The heart looks through the eye.... The good eye (i.e., ayin tovah: עַיִן טוֹבָה) - sometimes called the "beautiful eye" (עין יפה) - refuses to think evil about others (it "does not impute the bad" - οὐ λογίζεται τὸ κακόν - in 1 Cor. 13:5), but it rejoices in the truth – even if such truth is found only in the hope of a future good (1 Cor. 13:7). The good eye is the instrument of a giving heart that looks upon the needs and pains of others with genuine compassion. The "evil eye" (i.e., ayin hara: עַיִן רָעָה), on the other hand, is cynical, jaded, envious, and unsympathetic to other people and their struggles... Using a good eye takes from the treasure within the heart and gives it out freely to others: "The good person out of his good treasure brings forth good, and the evil person out of his evil treasure brings forth evil" (Matt. 12:35). There never is a risk that love may be given away without warrant from heaven. In the future judgment to come, I'd rather be found guilty of "casting pearls before swine" than to be found guilty of withholding love from others...

A person with a "good eye" looks at things from the perspective of love. Ayin hatovah looks at circumstances -- and especially at other people -- and finds something beautiful.... "Whoever sows sparingly will also reap sparingly, and whoever sows bountifully will also reap bountifully" (2 Cor. 9:6). As we give, so we are given...
 

טוֹב־עַיִן הוּא יְברָךְ
 כִּי־נָתַן מִלַּחְמוֹ לַדָּל

tov · a·yin · hu · ye·vo·rakh
ki · na·tan · mil·lach·mo · la-dal
 

"Whoever has a good eye will be blessed,
 for he shares his bread with the poor."
(Prov. 22:9)
 

Chagall - Peace Window (detail)

 

This verse is fitting for the holiday of Purim, since it is a mitzvah (blessing) to perform additional acts of kindness before the holiday of Purim begins. These acts of kindness include mishloach manot (מִשְׁלוֹחַ מָנוֹת), the "sending of portions" to others (often anonymously), and mattanot la'evyonim (מַתָּנוֹת לָאֶבְיוֹנִים), the giving of gifts (tzedakah) to the poor.  Like all other commandments, we see a great spiritual opportunity here: As it is written, "Tzedakah saves from death" (צְדָקָה תַּצִּיל מִמָּוֶת).

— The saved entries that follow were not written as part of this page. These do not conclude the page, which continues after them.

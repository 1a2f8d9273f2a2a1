// src/gfx/resources/mod.rs
//! GPU resource management
//!
//! Handles textures, uniform blocks, and bind groups for rendering.

pub mod global_bindings;
pub mod texture_loader;
pub mod texture_resource;
pub mod uniforms;

// Re-export main types
pub use global_bindings::GlobalBindings;
pub use texture_loader::{load_texture, TextureImage};
pub use texture_resource::{DepthBuffer, TextureResource};
pub use uniforms::{LightingUniforms, ObjectUniforms};
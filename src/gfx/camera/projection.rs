use cgmath::{ortho, perspective, Deg, Matrix4};

/// Converts OpenGL clip space (z in -1..1) to wgpu clip space (z in 0..1).
#[rustfmt::skip]
pub const OPENGL_TO_WGPU_MATRIX: Matrix4<f32> = Matrix4::new(
    1.0, 0.0, 0.0, 0.0,
    0.0, 1.0, 0.0, 0.0,
    0.0, 0.0, 0.5, 0.0,
    0.0, 0.0, 0.5, 1.0,
);

pub const Z_NEAR: f32 = 0.1;
pub const Z_FAR: f32 = 100.0;
/// Half extent of the orthographic view volume.
pub const ORTHO_EXTENT: f32 = 5.0;

#[derive(Debug, Clone, Copy, PartialEq, Eq, Default)]
pub enum ProjectionMode {
    #[default]
    Perspective,
    Orthographic,
}

/// Projection in OpenGL clip-space convention.
///
/// `zoom` is the vertical field of view in degrees and is ignored in
/// orthographic mode.
pub fn projection_matrix(mode: ProjectionMode, zoom: f32, aspect: f32) -> Matrix4<f32> {
    match mode {
        ProjectionMode::Perspective => perspective(Deg(zoom), aspect, Z_NEAR, Z_FAR),
        ProjectionMode::Orthographic => ortho(
            -ORTHO_EXTENT,
            ORTHO_EXTENT,
            -ORTHO_EXTENT,
            ORTHO_EXTENT,
            Z_NEAR,
            Z_FAR,
        ),
    }
}

#[cfg(test)]
mod tests {
    use super::*;
    use cgmath::{SquareMatrix, Vector4};

    #[test]
    fn orthographic_ignores_zoom_and_aspect() {
        let a = projection_matrix(ProjectionMode::Orthographic, 45.0, 16.0 / 9.0);
        let b = projection_matrix(ProjectionMode::Orthographic, 10.0, 1.0);
        assert_eq!(a, b);
        assert_eq!(a.x.x, 1.0 / ORTHO_EXTENT);
        assert_eq!(a.y.y, 1.0 / ORTHO_EXTENT);
    }

    #[test]
    fn perspective_follows_zoom_and_aspect() {
        let wide = projection_matrix(ProjectionMode::Perspective, 45.0, 2.0);
        let narrow = projection_matrix(ProjectionMode::Perspective, 30.0, 2.0);
        assert!(narrow.y.y > wide.y.y);
        assert!((wide.y.y / wide.x.x - 2.0).abs() < 1e-5);
        // perspective divide
        assert_eq!(wide.z.w, -1.0);
    }

    #[test]
    fn modes_produce_different_matrices() {
        assert_ne!(
            projection_matrix(ProjectionMode::Perspective, 45.0, 1.0),
            projection_matrix(ProjectionMode::Orthographic, 45.0, 1.0)
        );
    }

    #[test]
    fn wgpu_conversion_maps_depth_range() {
        let proj = OPENGL_TO_WGPU_MATRIX * projection_matrix(ProjectionMode::Perspective, 45.0, 1.0);
        let near = proj * Vector4::new(0.0, 0.0, -Z_NEAR, 1.0);
        let far = proj * Vector4::new(0.0, 0.0, -Z_FAR, 1.0);
        assert!((near.z / near.w).abs() < 1e-5);
        assert!((far.z / far.w - 1.0).abs() < 1e-4);
        assert!(OPENGL_TO_WGPU_MATRIX.invert().is_some());
    }
}
//! # Procedural Geometry Generation
//!
//! Builds the meshes used by the scene without any external model files.
//! Every shape in the scene is a cube, so [`generate_cube`] is the only
//! primitive.
//!
//! ```rust
//! use phong_scene::gfx::geometry::generate_cube;
//!
//! let cube = generate_cube(1.5);
//! assert_eq!(cube.vertex_count(), 24);
//! assert_eq!(cube.triangle_count(), 12);
//! ```

pub mod primitives;

pub use primitives::*;

use crate::gfx::scene::vertex::Vertex3D;

/// Interleaved geometry ready for GPU upload
#[derive(Debug, Clone, Default, PartialEq)]
pub struct GeometryData {
    pub vertices: Vec<Vertex3D>,
    /// Triangle indices, three per triangle. Empty for non-indexed geometry.
    pub indices: Vec<u32>,
}

impl GeometryData {
    pub fn new() -> Self {
        Self::default()
    }

    pub fn vertex_count(&self) -> usize {
        self.vertices.len()
    }

    pub fn triangle_count(&self) -> usize {
        if self.indices.is_empty() {
            self.vertices.len() / 3
        } else {
            self.indices.len() / 3
        }
    }

    pub fn is_indexed(&self) -> bool {
        !self.indices.is_empty()
    }
}
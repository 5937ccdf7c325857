pub mod data;
pub mod error;
pub mod graph;
pub mod metric;
pub mod pipeline;
pub mod util;

pub use data::{DataSet, Entity, Geometry, Ring, Statistic, load_dataset};
pub use error::EngineError;
pub use metric::{Metric, MetricRegistry};
pub use pipeline::MapEngine;
pub use pipeline::layers::{Layer, PickEvent, RenderSink};
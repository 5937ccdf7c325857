use std::cell::Cell;
use std::rc::Rc;

use epimap::EngineError;
use epimap::graph::GraphBuilder;

#[test]
fn reads_are_deterministic() {
    let mut builder = GraphBuilder::new();
    builder.input("a", Rc::new(2u64));
    builder.input("b", Rc::new(3u64));
    builder.computed("sum", &["a", "b"], |args| {
        Ok(Rc::new(*args.get::<u64>(0) + *args.get::<u64>(1)))
    });
    let mut graph = builder.build().expect("acyclic graph");

    assert_eq!(*graph.read::<u64>("sum").unwrap(), 5);
    assert_eq!(*graph.read::<u64>("sum").unwrap(), 5);

    graph.write("a", 10u64).unwrap();
    assert_eq!(*graph.read::<u64>("sum").unwrap(), 13);
    assert_eq!(*graph.read::<u64>("sum").unwrap(), 13);
}

#[test]
fn unread_nodes_are_never_invoked() {
    let calls = Rc::new(Cell::new(0usize));
    let mut builder = GraphBuilder::new();
    builder.input("a", Rc::new(1u64));
    builder.computed("used", &["a"], |args| Ok(Rc::new(*args.get::<u64>(0) + 1)));
    builder.computed("unused", &["a"], {
        let calls = calls.clone();
        move |args| {
            calls.set(calls.get() + 1);
            Ok(Rc::new(*args.get::<u64>(0) * 100))
        }
    });
    let mut graph = builder.build().expect("acyclic graph");

    graph.write("a", 5u64).unwrap();
    assert_eq!(*graph.read::<u64>("used").unwrap(), 6);
    graph.write("a", 7u64).unwrap();
    assert_eq!(*graph.read::<u64>("used").unwrap(), 8);

    assert_eq!(calls.get(), 0);
}

#[test]
fn diamond_dependency_computes_shared_node_once_per_batch() {
    let calls = Rc::new(Cell::new(0usize));
    let mut builder = GraphBuilder::new();
    builder.input("base", Rc::new(1u64));
    builder.computed("mid", &["base"], {
        let calls = calls.clone();
        move |args| {
            calls.set(calls.get() + 1);
            Ok(Rc::new(*args.get::<u64>(0) * 2))
        }
    });
    builder.computed("left", &["mid"], |args| Ok(Rc::new(*args.get::<u64>(0) + 1)));
    builder.computed("right", &["mid"], |args| Ok(Rc::new(*args.get::<u64>(0) + 2)));
    builder.computed("top", &["left", "right"], |args| {
        Ok(Rc::new(*args.get::<u64>(0) + *args.get::<u64>(1)))
    });
    let mut graph = builder.build().expect("acyclic graph");

    assert_eq!(*graph.read::<u64>("top").unwrap(), 7);
    assert_eq!(calls.get(), 1);

    graph.write("base", 3u64).unwrap();
    assert_eq!(*graph.read::<u64>("top").unwrap(), 15);
    assert_eq!(calls.get(), 2);
}

#[test]
fn batched_writes_observe_final_values_only() {
    let calls = Rc::new(Cell::new(0usize));
    let mut builder = GraphBuilder::new();
    builder.input("a", Rc::new(0u64));
    builder.input("b", Rc::new(0u64));
    builder.computed("sum", &["a", "b"], {
        let calls = calls.clone();
        move |args| {
            calls.set(calls.get() + 1);
            Ok(Rc::new(*args.get::<u64>(0) + *args.get::<u64>(1)))
        }
    });
    let mut graph = builder.build().expect("acyclic graph");

    graph.write("a", 1u64).unwrap();
    graph.write("a", 4u64).unwrap();
    graph.write("b", 6u64).unwrap();
    assert_eq!(*graph.read::<u64>("sum").unwrap(), 10);
    assert_eq!(calls.get(), 1);
}

#[test]
fn cycle_is_rejected_at_build_time() {
    let mut builder = GraphBuilder::new();
    builder.computed("a", &["b"], |args| Ok(args.get::<u64>(0)));
    builder.computed("b", &["a"], |args| Ok(args.get::<u64>(0)));
    let error = builder.build().err().expect("cycle must be rejected");

    match error {
        EngineError::CyclicDependency(names) => {
            assert!(names.contains(&"a".to_string()));
            assert!(names.contains(&"b".to_string()));
            assert_eq!(names.first(), names.last());
        }
        other => panic!("expected CyclicDependency, got {other:?}"),
    }
}

#[test]
fn unknown_dependency_is_rejected_at_build_time() {
    let mut builder = GraphBuilder::new();
    builder.computed("a", &["missing"], |args| Ok(args.get::<u64>(0)));
    assert!(matches!(
        builder.build().err(),
        Some(EngineError::UnknownNode(name)) if name == "missing"
    ));
}

#[test]
fn duplicate_name_is_rejected_at_build_time() {
    let mut builder = GraphBuilder::new();
    builder.input("a", Rc::new(1u64));
    builder.input("a", Rc::new(2u64));
    assert!(matches!(
        builder.build().err(),
        Some(EngineError::DuplicateNode(name)) if name == "a"
    ));
}

#[test]
fn reading_unregistered_name_fails() {
    let mut builder = GraphBuilder::new();
    builder.input("a", Rc::new(1u64));
    let mut graph = builder.build().unwrap();
    assert!(matches!(
        graph.read::<u64>("nope").err(),
        Some(EngineError::UnknownNode(name)) if name == "nope"
    ));
}

#[test]
fn writing_a_computed_node_fails() {
    let mut builder = GraphBuilder::new();
    builder.input("a", Rc::new(1u64));
    builder.computed("double", &["a"], |args| Ok(Rc::new(*args.get::<u64>(0) * 2)));
    let mut graph = builder.build().unwrap();
    assert!(matches!(
        graph.write("double", 4u64).err(),
        Some(EngineError::NotWritable(name)) if name == "double"
    ));
}

#[test]
fn failed_computation_leaves_node_dirty_for_retry() {
    let calls = Rc::new(Cell::new(0usize));
    let mut builder = GraphBuilder::new();
    builder.input("a", Rc::new(0u64));
    builder.computed("checked", &["a"], {
        let calls = calls.clone();
        move |args| {
            calls.set(calls.get() + 1);
            let value = *args.get::<u64>(0);
            if value == 0 {
                return Err(EngineError::UnknownMetric("zero input".to_string()));
            }
            Ok(Rc::new(value * 2))
        }
    });
    let mut graph = builder.build().unwrap();

    assert!(graph.read::<u64>("checked").is_err());
    assert_eq!(calls.get(), 1);

    // Still dirty: the failed attempt cached nothing.
    assert!(graph.read::<u64>("checked").is_err());
    assert_eq!(calls.get(), 2);

    graph.write("a", 3u64).unwrap();
    assert_eq!(*graph.read::<u64>("checked").unwrap(), 6);
    assert_eq!(calls.get(), 3);
}

#[test]
fn subscription_fires_once_per_batch_and_only_on_change() {
    let fired = Rc::new(Cell::new(0usize));
    let mut builder = GraphBuilder::new();
    builder.input("a", Rc::new(2u64));
    builder.computed("parity", &["a"], |args| Ok(Rc::new(*args.get::<u64>(0) % 2)));
    let mut graph = builder.build().unwrap();

    graph
        .subscribe::<u64, _>("parity", {
            let fired = fired.clone();
            move |_value| fired.set(fired.get() + 1)
        })
        .unwrap();

    // First computation always notifies.
    assert_eq!(*graph.read::<u64>("parity").unwrap(), 0);
    assert_eq!(fired.get(), 1);

    // Recomputed to an equal value: no notification.
    graph.write("a", 4u64).unwrap();
    assert_eq!(*graph.read::<u64>("parity").unwrap(), 0);
    assert_eq!(fired.get(), 1);

    // Changed value notifies exactly once, repeated reads do not.
    graph.write("a", 5u64).unwrap();
    assert_eq!(*graph.read::<u64>("parity").unwrap(), 1);
    assert_eq!(*graph.read::<u64>("parity").unwrap(), 1);
    assert_eq!(fired.get(), 2);
}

Yeshua told us, "The eye is the lamp of the body. So, if your eye is good (i.e., ἁπλοῦς, sincere, heartfelt, compassionate), then your whole body will be full of light, but if your eye is evil (i.e., πονηρὸς, wicked, malicious, ungracious), your whole body will be full of darkness. If then the light in you is darkness, how great is the darkness" (Matt. 6:22-23). May it please God to make each of us shocher tov (שׁחֵר טוֹב), "a seeker of good." May He give us new hearts to behold the good in all things...
 




What are you Seeking?


 

03.06.12 (Adar 12, 5772)  What are you seeking today? (John 1:38) The Spirit of the Living God calls out, "Seek Me and live" (Amos 5:4). If you are feeling empty today, ask God to feed you with His life-giving food. Ask Him for energy, power, and strength... Seek the LORD and His goodness. He is faithful and true and will surely answer the sincere cry of the heart: "You will seek me and find me, when you seek me with all your heart."
 

וּבִקַּשְׁתֶּם אתִי וּמְצָאתֶם
 כִּי תִדְרְשֻׁנִי בְּכָל־לְבַבְכֶם

u'vik·kash·tem · o·ti · u·metz·a·tem
ki · tid·re·shu·ni · be·khol · le·vav·khem
 

"You will seek me and find me
 if you search for me with all your heart"
(Jer. 29:13)
 

Chagall - Peace Window (detail)

 

Note that this verse includes the implication that we will discover that the LORD is the answer to our heart's cry for love, significance, purpose, etc., when we search for Him bekhol levavkhem - with all our hearts (but not the other way around). In other words, if we do not search for God authentically - with the full passion of our hearts - then we will not find Him, since God only reveals Himself in the truth of reality.  Some things in life are only known in the passion of faith... things like love, beauty, honor, and so on. As Pascal once said, "The heart has its reasons that reason knows not of..."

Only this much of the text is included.